Die im vorliegenden Verfahren tätig gewordenen Referendare sind von der Präsidentin des Landgerichts ordnungsgemäß mit der Protokollführung beauftragt worden. Soweit die Revision meint, dass nur ‚Stationsreferendare‘ Aufgaben des Urkundsbeamten wahrnehmen dürfen, ist ihr zu widersprechen. Der Wortlaut der in Rede stehenden Vorschrift enthält eine solche Einschränkung nicht. Diese ist auch aus sonstigen Gründen nicht geboten. Ferner spricht der Umstand, dass zuständig für die Beauftragung unter anderem ‚der Präsident des Landgerichts‘ und der ‚ausbildende Richter‘ sind, für die Sichtweise des Landgerichts Bremen.“
b) Zweifel an der erforderlichen Befähigung der eingesetzten Referendare (vgl. § 153 Abs. 2 und 5 Satz 1 GVG) hegt der Senat nicht. Dem entspricht es, dass die Beschwerdeführer Mängel der Protokollführung nicht aufzeigen; solche sind auch nicht ersichtlich. Nach der Stellungnahme der Präsidentin des Landgerichts Bremen hatten die Referendare die mehrmonatige Pflichtstation in Zivilsachen absolviert und befanden sich im strafrechtlichen Ausbildungsabschnitt. Sie waren durch Urkundsbeamte der Geschäftsstelle in die Tätigkeit des Protokollführers theoretisch und praktisch eingewiesen worden. Die Erfüllung der materiellen Voraussetzungen des § 153 Abs. 2 und 5 Satz 1 GVG war damit gewährleistet. Dass den Referendaren die so erworbene Befähigung nur bei aktueller Zuweisung an die jeweils erkennende Strafkammer oder an das betroffene Landgericht (vgl. insoweit auch BGH, Urteil vom 22. Januar 1981 – 4 StR 97/80) zukommen könnte, liegt fern. Es ist auch ansonsten kein sachlicher Grund vorhanden, der die von den Beschwerdeführern vertretene Rechtsansicht stützen könnte.

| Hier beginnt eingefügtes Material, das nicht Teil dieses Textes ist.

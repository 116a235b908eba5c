//! Stroke scripts: a JSON list of tool changes, strokes and history actions
//! replayed against a raster artboard
//!
//! ```json
//! {
//!   "canvas": { "width": 400, "height": 300 },
//!   "steps": [
//!     { "action": "tool", "kind": "watercolor", "color": "#3366cc", "seed": 7 },
//!     { "action": "stroke", "points": [[20, 20], [60, 40], [120, 45]] },
//!     { "action": "undo" }
//!   ]
//! }
//! ```

use std::path::Path;

use artboard_config::{ArtboardConfig, CanvasConfig, ConfigError, ToolConfig};
use artboard_painting::{Artboard, ArtboardError, Point, RasterContext};
use serde::{Deserialize, Serialize};
use tracing::{debug, info, warn};

#[derive(Debug, thiserror::Error)]
pub enum ScriptError {
    #[error("usage: artboard <script.json> <out.png>")]
    Usage,
    #[error("Failed to read script: {0}")]
    Io(#[from] std::io::Error),
    #[error("Failed to parse script: {0}")]
    Parse(#[from] serde_json::Error),
    #[error(transparent)]
    Config(#[from] ConfigError),
    #[error(transparent)]
    Artboard(#[from] ArtboardError),
    #[error("Step {index}: {source}")]
    Step {
        index: usize,
        #[source]
        source: ArtboardError,
    },
    #[error("Surface could not be encoded")]
    Export,
}

/// One replayed action
#[derive(Debug, Clone, PartialEq, Serialize, Deserialize)]
#[serde(tag = "action", rename_all = "snake_case")]
pub enum Step {
    /// Switch tools; unspecified settings take their defaults
    Tool(ToolConfig),
    /// Pointer down at the first point, moves through the rest, then up
    Stroke { points: Vec<Point> },
    Undo,
    Redo,
    Clear,
}

#[derive(Debug, Clone, Default, PartialEq, Serialize, Deserialize)]
#[serde(default)]
pub struct Script {
    /// Overrides the configured canvas when present
    pub canvas: Option<CanvasConfig>,
    pub steps: Vec<Step>,
}

impl Script {
    pub fn from_json_str(json: &str) -> Result<Self, ScriptError> {
        Ok(serde_json::from_str(json)?)
    }

    pub fn load(path: impl AsRef<Path>) -> Result<Self, ScriptError> {
        let text = std::fs::read_to_string(path)?;
        Self::from_json_str(&text)
    }
}

/// Counts of what a replay actually did
#[derive(Debug, Clone, Copy, Default, PartialEq, Eq)]
pub struct ReplayStats {
    pub strokes: usize,
    pub undos: usize,
    pub redos: usize,
    pub clears: usize,
}

/// Mount a fresh raster surface and apply every step in order
pub fn replay(
    script: &Script,
    config: &ArtboardConfig,
) -> Result<(Artboard<RasterContext>, ReplayStats), ScriptError> {
    let mut config = config.clone();
    if let Some(canvas) = &script.canvas {
        config.canvas = canvas.clone();
    }

    let mut artboard = Artboard::from_config(&config)?;
    artboard.mount(RasterContext::new(config.canvas.width, config.canvas.height));
    info!(
        "Replaying {} steps on {}x{} canvas",
        script.steps.len(),
        config.canvas.width,
        config.canvas.height
    );

    let mut stats = ReplayStats::default();
    for (index, step) in script.steps.iter().enumerate() {
        match step {
            Step::Tool(tool) => {
                // Unseeded tool steps inherit the configured seed
                let mut tool = tool.clone();
                tool.seed = tool.seed.or(config.tool.seed);
                artboard
                    .configure_tool(&tool)
                    .map_err(|source| ScriptError::Step { index, source })?;
                debug!("step {}: tool {}", index, tool.kind);
            }
            Step::Stroke { points } => {
                let Some((&first, rest)) = points.split_first() else {
                    warn!("step {}: empty stroke skipped", index);
                    continue;
                };
                artboard.pointer_down(first);
                for &point in rest {
                    artboard.pointer_move(point);
                }
                if artboard.pointer_up() {
                    stats.strokes += 1;
                }
            }
            Step::Undo => {
                if artboard.undo() {
                    stats.undos += 1;
                } else {
                    warn!("step {}: nothing to undo", index);
                }
            }
            Step::Redo => {
                if artboard.redo() {
                    stats.redos += 1;
                } else {
                    warn!("step {}: nothing to redo", index);
                }
            }
            Step::Clear => {
                if artboard.clear() {
                    stats.clears += 1;
                }
            }
        }
    }

    Ok((artboard, stats))
}
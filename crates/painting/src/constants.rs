/// Default tile size for dirty tracking on the raster surface.
pub const DEFAULT_TILE_SIZE: u32 = 128;

/// Largest canvas side accepted by the raster context. Not a magic number - may change.
pub const MAX_CANVAS_SIZE: u32 = 8192;

/// Horizontal gap between bristles and the divisor for bristle count.
pub const BRISTLE_SPACING: f32 = 3.0;

/// Bristle thickness range (uniform).
pub const BRISTLE_THICKNESS_MIN: f32 = 2.0;
pub const BRISTLE_THICKNESS_MAX: f32 = 4.0;

/// Line width of every marker pass.
pub const MARKER_LINE_WIDTH: f32 = 3.0;

/// Offset step between marker passes.
pub const MARKER_PASS_STEP: usize = 2;

/// Fraction of the stroke width used as airbrush shadow blur.
pub const AIRBRUSH_BLUR_FACTOR: f32 = 0.5;

/// Alpha of the airbrush shadow colour.
pub const AIRBRUSH_SHADOW_ALPHA: f32 = 0.5;

/// Watercolor base alpha at the start of a stroke and at the head of a trail.
pub const WATERCOLOR_BASE_ALPHA: f32 = 0.01;

/// How much alpha fades over the length of a splodge trail.
pub const WATERCOLOR_ALPHA_FALLOFF: f32 = 0.009;

/// Width multiplier of the first splodge of a stroke.
pub const WATERCOLOR_START_SCALE: f32 = 1.1;

/// Trail length used while a watercolor stroke continues.
pub const WATERCOLOR_TRAIL: usize = 5;

/// Subdivision levels of polygon deformation; each level doubles the
/// vertex count, so a splodge edge ends up with 63 displaced midpoints.
pub const DEFORM_DEPTH: u32 = 6;

/// Variance divisor applied at each deformation level.
pub const DEFORM_VARIANCE_DIVISOR: f32 = 2.0;

/// Sketch preset: link distance (linear) and spread.
pub const SKETCH_DISTANCE: f32 = 31.622_776;
pub const SKETCH_SPREAD: f32 = 0.8;

/// Shading preset: link distance (linear) and spread.
pub const SHADING_DISTANCE: f32 = 40.0;
pub const SHADING_SPREAD: f32 = 0.9;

c) Nach den Ausführungen der Präsidentin des Landgerichts wurde die (Neben-)Tätigkeit als Protokollführer aufgrund eines mit den Referendaren geschlossenen Vertrags mit 12 € pro Stunde vergütet. Aus welchem Grund dieser Umstand zu Mängeln der Betrauung und damit zu einem Verfahrensfehler geführt haben könnte, erschließt sich dem Senat nicht. Namentlich ließ die übernommene Nebentätigkeit deren Stellung als Referendare unberührt. Unbehelflich sind ferner der Hinweis der Beschwerdeführer auf die nach ihrer Meinung inadäquate Bezahlung sowie die – sehr abstrakte – Erwägung, es seien Interessenkonflikte denkbar.
2. Die Nachprüfung des Urteils auf die Sachrügen hat keinen Rechtsfehler zum Nachteil der Angeklagten aufgedeckt.